Los términos de la acusación debían de ser más bien vagos, pues el orador utiliza como argumento el hecho mismo de no haber sido acusado de un crimen concreto, sino de los cometidos por los Treinta. Podemos adivinar que era un hombre ilustrado, con poca fe en la política y, en general, en el género humano. Niega a la manera sofística que por naturaleza alguien se incline por un régimen u otro, sino que esto se hace por conveniencia (ejemplificando el hecho con personajes como Frínico y Pisandro, que cambiaron de chaqueta según sus intereses). Luego insta a los jueces a que examinen sus circunstancias particulares, manifestadas en su conducta desde la instauración de los Cuatrocientos: ha desempeñado numerosas liturgias, permaneció en la ciudad para proteger sus bienes, no desempeñó cargos de importancia ni hizo daño a sus enemigos. Tras desechar fácilmente una acusación menor (que no sufrió daño durante la oligarquía), dedica su tiempo a dar consejos a los jueces (lo que demuestra que es un hombre de cierto prestigio y seguro de su posición): les insta a tomar nota de las revoluciones del pasado, provocadas por las reacciones contra hombres excesivamente celosos, como sus acusadores, e incide en que la concordia es lo que fortalece un régimen.

Isócrates: Plateense

Se supone que este discurso fue pronunciado por un ciudadano de Platea ante la asamblea ateniense, solicitando su ayuda contra los tebanos, quienes habían arrasado su ciudad por segunda vez.

Efectivamente, la aliada de Atenas, la única de las ciudades griegas que luchó junto a ellos en Maratón, había sido tomada y destruida por los tebanos.

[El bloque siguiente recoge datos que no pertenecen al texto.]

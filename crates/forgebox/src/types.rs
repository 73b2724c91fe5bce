use std::collections::BTreeMap;

use serde::{Deserialize, Serialize, Serializer};

/// Entrypoint used when a request does not name one
pub const DEFAULT_ENTRYPOINT: &str = "main.sn";

/// Maximum length of a submitted filename or entrypoint, in characters
pub const MAX_NAME_LEN: usize = 256;

/// A bundle of source files to build (and optionally run)
#[derive(Debug, Clone, PartialEq, Eq, Deserialize)]
pub struct SubmissionRequest {
    /// Relative filename → file contents
    #[serde(default)]
    pub files: BTreeMap<String, String>,

    /// File the toolchain starts compiling from; must be a key of `files`
    #[serde(default = "default_entrypoint")]
    pub entrypoint: String,

    /// Arguments passed to the built executable
    #[serde(default)]
    pub args: Vec<String>,

    /// Payload fed to the built executable's standard input
    #[serde(default)]
    pub stdin: Option<String>,
}

impl SubmissionRequest {
    /// Create a request from a file map and an entrypoint
    pub fn new(files: BTreeMap<String, String>, entrypoint: impl Into<String>) -> Self {
        Self {
            files,
            entrypoint: entrypoint.into(),
            args: Vec::new(),
            stdin: None,
        }
    }

    /// Add a single file
    pub fn with_file(mut self, name: impl Into<String>, content: impl Into<String>) -> Self {
        self.files.insert(name.into(), content.into());
        self
    }

    /// Set the runtime arguments
    pub fn with_args<I, S>(mut self, args: I) -> Self
    where
        I: IntoIterator<Item = S>,
        S: Into<String>,
    {
        self.args = args.into_iter().map(Into::into).collect();
        self
    }

    /// Set the stdin payload
    pub fn with_stdin(mut self, stdin: impl Into<String>) -> Self {
        self.stdin = Some(stdin.into());
        self
    }

    /// The stdin payload, with an empty string counting as absent
    pub fn stdin(&self) -> Option<&str> {
        self.stdin.as_deref().filter(|s| !s.is_empty())
    }
}

impl Default for SubmissionRequest {
    fn default() -> Self {
        Self::new(BTreeMap::new(), DEFAULT_ENTRYPOINT)
    }
}

fn default_entrypoint() -> String {
    DEFAULT_ENTRYPOINT.to_string()
}

/// Captured result of one child process
#[derive(Debug, Clone, Default, PartialEq, Eq)]
pub struct ProcessResult {
    /// Standard output, lossily decoded as UTF-8
    pub stdout: String,

    /// Standard error, lossily decoded as UTF-8
    pub stderr: String,

    /// Exit code if the process exited normally
    pub exit_code: Option<i32>,

    /// Signal number if the process was killed by a signal
    pub signal: Option<i32>,

    /// Whether the process was killed because it ran past its timeout
    pub killed: bool,
}

impl ProcessResult {
    /// Check if the process exited with code 0 within its timeout
    #[must_use]
    pub fn is_success(&self) -> bool {
        !self.killed && self.exit_code == Some(0)
    }

    /// Process details if the run counts as an error
    pub fn exit_error(&self) -> Option<ExitInfo> {
        if self.is_success() {
            None
        } else {
            Some(self.exit_info())
        }
    }

    /// Process details regardless of outcome
    pub fn exit_info(&self) -> ExitInfo {
        ExitInfo {
            killed: self.killed,
            code: self.exit_code,
            signal: self.signal,
        }
    }
}

/// Exit details reported for compilation and execution failures
#[derive(Debug, Clone, Copy, Default, PartialEq, Eq, Serialize)]
pub struct ExitInfo {
    pub killed: bool,
    pub code: Option<i32>,
    #[serde(serialize_with = "serialize_signal")]
    pub signal: Option<i32>,
}

fn serialize_signal<S>(signal: &Option<i32>, serializer: S) -> Result<S::Ok, S::Error>
where
    S: Serializer,
{
    match signal {
        Some(signo) => serializer.serialize_str(&signal_name(*signo)),
        None => serializer.serialize_none(),
    }
}

/// Conventional name for a POSIX signal number
pub fn signal_name(signo: i32) -> String {
    let name = match signo {
        1 => "SIGHUP",
        2 => "SIGINT",
        3 => "SIGQUIT",
        4 => "SIGILL",
        5 => "SIGTRAP",
        6 => "SIGABRT",
        7 => "SIGBUS",
        8 => "SIGFPE",
        9 => "SIGKILL",
        10 => "SIGUSR1",
        11 => "SIGSEGV",
        12 => "SIGUSR2",
        13 => "SIGPIPE",
        14 => "SIGALRM",
        15 => "SIGTERM",
        24 => "SIGXCPU",
        25 => "SIGXFSZ",
        _ => return format!("SIG{signo}"),
    };
    name.to_string()
}

/// The single result of one pipeline run
#[derive(Debug, Clone, PartialEq, Eq)]
pub enum PipelineOutcome {
    /// Build (and run, if requested) succeeded
    Success { stdout: String, stderr: String },

    /// The toolchain rejected the submission
    CompilationFailure {
        exit: ExitInfo,
        stdout: String,
        stderr: String,
    },

    /// The built executable failed, timed out or was signalled
    ExecutionFailure {
        exit: ExitInfo,
        stdout: String,
        stderr: String,
    },

    /// The request itself was unacceptable
    ValidationFailure { message: String },
}

impl PipelineOutcome {
    pub fn validation(message: impl Into<String>) -> Self {
        Self::ValidationFailure {
            message: message.into(),
        }
    }

    #[must_use]
    pub fn is_success(&self) -> bool {
        matches!(self, Self::Success { .. })
    }

    /// Short label used in logs
    pub fn kind(&self) -> &'static str {
        match self {
            Self::Success { .. } => "success",
            Self::CompilationFailure { .. } => "compilation_failure",
            Self::ExecutionFailure { .. } => "execution_failure",
            Self::ValidationFailure { .. } => "validation_failure",
        }
    }
}

/// JSON body handed back to callers
#[derive(Debug, Clone, PartialEq, Eq, Serialize)]
pub struct Response {
    pub success: bool,
    #[serde(skip_serializing_if = "Option::is_none")]
    pub error: Option<ResponseError>,
    #[serde(skip_serializing_if = "Option::is_none")]
    pub stdout: Option<String>,
    #[serde(skip_serializing_if = "Option::is_none")]
    pub stderr: Option<String>,
}

#[derive(Debug, Clone, PartialEq, Eq, Serialize)]
#[serde(untagged)]
pub enum ResponseError {
    Exit(ExitInfo),
    Message(String),
}

impl Response {
    /// Generic failure for internal errors; details stay in the logs
    pub fn internal_error() -> Self {
        Self {
            success: false,
            error: Some(ResponseError::Message(
                "An internal error occurred while processing the submission.".to_string(),
            )),
            stdout: None,
            stderr: None,
        }
    }
}

impl From<PipelineOutcome> for Response {
    fn from(outcome: PipelineOutcome) -> Self {
        match outcome {
            PipelineOutcome::Success { stdout, stderr } => Self {
                success: true,
                error: None,
                stdout: Some(stdout),
                stderr: Some(stderr),
            },
            PipelineOutcome::CompilationFailure {
                exit,
                stdout,
                stderr,
            }
            | PipelineOutcome::ExecutionFailure {
                exit,
                stdout,
                stderr,
            } => Self {
                success: false,
                error: Some(ResponseError::Exit(exit)),
                stdout: Some(stdout),
                stderr: Some(stderr),
            },
            PipelineOutcome::ValidationFailure { message } => Self {
                success: false,
                error: Some(ResponseError::Message(message)),
                stdout: None,
                stderr: None,
            },
        }
    }
}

En el 386 aC, tras la paz de Antálcidas, los espartanos restablecieron en Platea a sus antiguos ciudadanos (hasta entonces refugiados en Atenas) pero cuando los plateenses intentaron ayudar a la guarnición espartana sitiada en Cadmea, los tebanos tomaron por sorpresa la ciudad. De nuevo, los desterrados son acogidos en Atenas, y uno de ellos, supuestamente, pronuncia este discurso.

No está claro si el discurso es auténtico, o si es una obra de propaganda a favor de la hegemonía ateniense. Su fecha de composición es anterior a la batalla de Leuctra (371 aC) y posterior a la segunda destrucción de Platea, cuya fecha es discutida incluso por las fuentes antiguas (entre el 374 y el 371 aC).

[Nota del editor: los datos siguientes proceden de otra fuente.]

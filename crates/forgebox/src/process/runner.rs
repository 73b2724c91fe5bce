//! Spawning, feeding and reaping child processes

use std::ffi::OsStr;
use std::io::ErrorKind;
use std::path::{Path, PathBuf};
use std::process::{ExitStatus, Stdio};
use std::time::Duration;

use tokio::io::{AsyncRead, AsyncReadExt, AsyncWriteExt};
use tokio::process::{ChildStdin, Command};
use tracing::{debug, instrument};

use crate::config::{Config, StdinMode};
use crate::process::ProcessError;
use crate::process::quote::shell_pipeline;
use crate::types::ProcessResult;

/// Per-invocation options
#[derive(Debug, Clone)]
pub struct RunOptions<'a> {
    /// Wall-clock budget; the child is killed once it runs out
    pub timeout: Duration,

    /// Payload for the child's standard input
    pub stdin: Option<&'a str>,

    /// Working directory for the child
    pub working_dir: Option<&'a Path>,

    /// Extra environment variables
    pub env: Vec<(&'a str, &'a str)>,
}

impl<'a> RunOptions<'a> {
    pub fn new(timeout: Duration) -> Self {
        Self {
            timeout,
            stdin: None,
            working_dir: None,
            env: Vec::new(),
        }
    }

    pub fn stdin(mut self, input: Option<&'a str>) -> Self {
        self.stdin = input;
        self
    }

    pub fn working_dir(mut self, dir: &'a Path) -> Self {
        self.working_dir = Some(dir);
        self
    }

    pub fn envs<I>(mut self, vars: I) -> Self
    where
        I: IntoIterator<Item = (&'a str, &'a str)>,
    {
        self.env.extend(vars);
        self
    }
}

/// Runs external programs and captures their output
#[derive(Debug, Clone)]
pub struct ProcessRunner {
    /// Cap on captured bytes per stream
    max_output_bytes: u64,

    /// How stdin reaches the child
    stdin_mode: StdinMode,

    /// Shell used by [`StdinMode::Shell`]
    shell: PathBuf,
}

impl ProcessRunner {
    pub fn new(max_output_bytes: u64, stdin_mode: StdinMode, shell: impl Into<PathBuf>) -> Self {
        Self {
            max_output_bytes,
            stdin_mode,
            shell: shell.into(),
        }
    }

    pub fn from_config(config: &Config) -> Self {
        Self::new(
            config.limits.max_output_bytes,
            config.execution.stdin_mode,
            &config.execution.shell,
        )
    }

    pub fn stdin_mode(&self) -> StdinMode {
        self.stdin_mode
    }

    /// Run `program` with `args` until it exits or the timeout elapses.
    ///
    /// The argument vector is passed to the program directly. The shell is only
    /// involved when stdin is supplied and the runner is in
    /// [`StdinMode::Shell`], in which case every part of the command line is
    /// quoted first.
    #[instrument(skip(self, args, options), fields(program = %program.display(), timeout = ?options.timeout))]
    pub async fn run<A>(
        &self,
        program: &Path,
        args: &[A],
        options: RunOptions<'_>,
    ) -> Result<ProcessResult, ProcessError>
    where
        A: AsRef<OsStr>,
    {
        if program.as_os_str().is_empty() {
            return Err(ProcessError::EmptyCommand);
        }

        let (mut command, piped_input) = match (options.stdin, self.stdin_mode) {
            (Some(input), StdinMode::Shell) => {
                let args: Vec<String> = args
                    .iter()
                    .map(|arg| arg.as_ref().to_string_lossy().into_owned())
                    .collect();
                let line = shell_pipeline(&program.to_string_lossy(), &args, Some(input));
                debug!(shell = %self.shell.display(), %line, "running through shell");

                let mut command = Command::new(&self.shell);
                command.arg("-c").arg(line).stdin(Stdio::null());
                (command, None)
            }
            (input, _) => {
                let mut command = Command::new(program);
                command.args(args).stdin(if input.is_some() {
                    Stdio::piped()
                } else {
                    Stdio::null()
                });
                (command, input)
            }
        };

        command
            .stdout(Stdio::piped())
            .stderr(Stdio::piped())
            .kill_on_drop(true);
        // Own process group, so a timeout reaches everything the child forks
        #[cfg(unix)]
        command.process_group(0);
        if let Some(dir) = options.working_dir {
            command.current_dir(dir);
        }
        command.envs(options.env.iter().copied());

        let mut child = command.spawn().map_err(|source| ProcessError::Spawn {
            program: program.display().to_string(),
            source,
        })?;
        let group = ProcessGroup::new(child.id());

        let stdin_pipe = child.stdin.take();
        let stdout_pipe = child.stdout.take();
        let stderr_pipe = child.stderr.take();

        let limit = self.max_output_bytes;
        let mut stdout = Vec::new();
        let mut stderr = Vec::new();

        let waited = tokio::time::timeout(options.timeout, async {
            let ((), (), (), status) = tokio::try_join!(
                feed(stdin_pipe, piped_input),
                drain(stdout_pipe, limit, &mut stdout),
                drain(stderr_pipe, limit, &mut stderr),
                child.wait(),
            )?;
            Ok::<_, std::io::Error>(status)
        })
        .await;

        let (status, killed) = match waited {
            Ok(status) => (status?, false),
            Err(_) => {
                debug!("timeout elapsed, killing process group");
                group.kill();
                // The child may already be reaped while a grandchild keeps the pipes open
                if let Err(e) = child.start_kill() {
                    debug!(error = %e, "child already exited");
                }
                (child.wait().await?, true)
            }
        };

        let result = ProcessResult {
            stdout: String::from_utf8_lossy(&stdout).into_owned(),
            stderr: String::from_utf8_lossy(&stderr).into_owned(),
            exit_code: status.code(),
            signal: exit_signal(&status),
            killed,
        };

        debug!(
            exit_code = ?result.exit_code,
            signal = ?result.signal,
            killed,
            stdout_len = result.stdout.len(),
            stderr_len = result.stderr.len(),
            "process finished"
        );

        Ok(result)
    }
}

/// The process group led by a spawned child.
///
/// Dropping it kills whatever is left in the group, which covers both a
/// finished child that left background jobs behind and a run whose future was
/// dropped midway.
#[derive(Debug)]
struct ProcessGroup {
    pgid: Option<i32>,
}

impl ProcessGroup {
    fn new(pid: Option<u32>) -> Self {
        Self {
            pgid: pid.and_then(|pid| i32::try_from(pid).ok()),
        }
    }

    fn kill(&self) {
        if let Some(pgid) = self.pgid {
            kill_group(pgid);
        }
    }
}

impl Drop for ProcessGroup {
    fn drop(&mut self) {
        self.kill();
    }
}

#[cfg(unix)]
fn kill_group(pgid: i32) {
    // SAFETY: kill(2) takes no pointers; a negative pid addresses the group
    let rc = unsafe { libc::kill(-pgid, libc::SIGKILL) };
    if rc == -1 {
        let err = std::io::Error::last_os_error();
        // ESRCH: the group is already empty
        if err.raw_os_error() != Some(libc::ESRCH) {
            debug!(pgid, error = %err, "failed to kill process group");
        }
    }
}

#[cfg(not(unix))]
fn kill_group(_pgid: i32) {}

async fn feed(pipe: Option<ChildStdin>, input: Option<&str>) -> std::io::Result<()> {
    let (Some(mut pipe), Some(input)) = (pipe, input) else {
        return Ok(());
    };

    match pipe.write_all(input.as_bytes()).await {
        // The child is free to exit without reading its input
        Err(e) if e.kind() == ErrorKind::BrokenPipe => Ok(()),
        other => other,
    }
}

async fn drain<R>(pipe: Option<R>, limit: u64, buf: &mut Vec<u8>) -> std::io::Result<()>
where
    R: AsyncRead + Unpin,
{
    let Some(mut pipe) = pipe else {
        return Ok(());
    };

    (&mut pipe).take(limit).read_to_end(buf).await?;
    // Keep reading so the child never blocks on a full pipe
    tokio::io::copy(&mut pipe, &mut tokio::io::sink()).await?;
    Ok(())
}

#[cfg(unix)]
fn exit_signal(status: &ExitStatus) -> Option<i32> {
    use std::os::unix::process::ExitStatusExt;
    status.signal()
}

#[cfg(not(unix))]
fn exit_signal(_status: &ExitStatus) -> Option<i32> {
    None
}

El discurso trata continuamente de llamar a la piedad a la asamblea, señalando cómo en una época de paz ellos sufren como ningún otro griego: «no sólo no participamos de la libertad común, sino que ni siquiera fuimos considerados dignos de alcanzar una esclavitud soportable». Luego, sabiendo que el asunto está claro para sus oyentes, trata de ir negando las justificaciones en las que se refugiarán los enviados tebanos. Vuelve al patetismo, exponiendo que habrían preferido ser prisioneros de guerra de los atenienses que vecinos de los tebanos, debido a sus maldades contra ellos y contra la ciudad de Atenas. Ataca también la política del general tebano, Pelópidas, pues lo enfrenta al resto de Beocia. Recordando la lucha ateniense a favor de la libertad, espera mover su ánimo contra Tebas: «Porque es una vergüenza vanagloriarse de las hazañas de los antepasados y obrar de manera claramente contraria en lo que se refiere a los suplicantes». Finalmente, solicita a los jueces que se apieden y actúen con justicia, tras recordar los pactos con Platea y la enemistad de los tebanos.

Lisias: Contra Alcibíades

Tenemos en esta ocasión dos discursos pertenecientes al mismo proceso, aunque sus nombres tradicionales parezcan sugerir lo contrario (uno es «Por deserción» y el otro «Por no alistamiento»). El primero, que llevaría el título correcto, sería una deuterología (aunque parece que llevó el peso principal de la acusación), mientras el segundo, con un estilo llamativamente diverso sería una tritología. Un ciudadano de nombre Arquestrátides incoa contra el hijo del célebre Alcibíades (llamado como su padre). Tras su discurso, dos amigos colaboran con estas dos obras. El proceso debió de tener lugar en el 395/394 aC, y aunque algunos estudiosos consideran espurio bien uno bien el otro (debido a las diferencias estilísticas) o creen que no pertenecen a Lisias, no hay nada seguro que nos permita una conclusión a este respecto.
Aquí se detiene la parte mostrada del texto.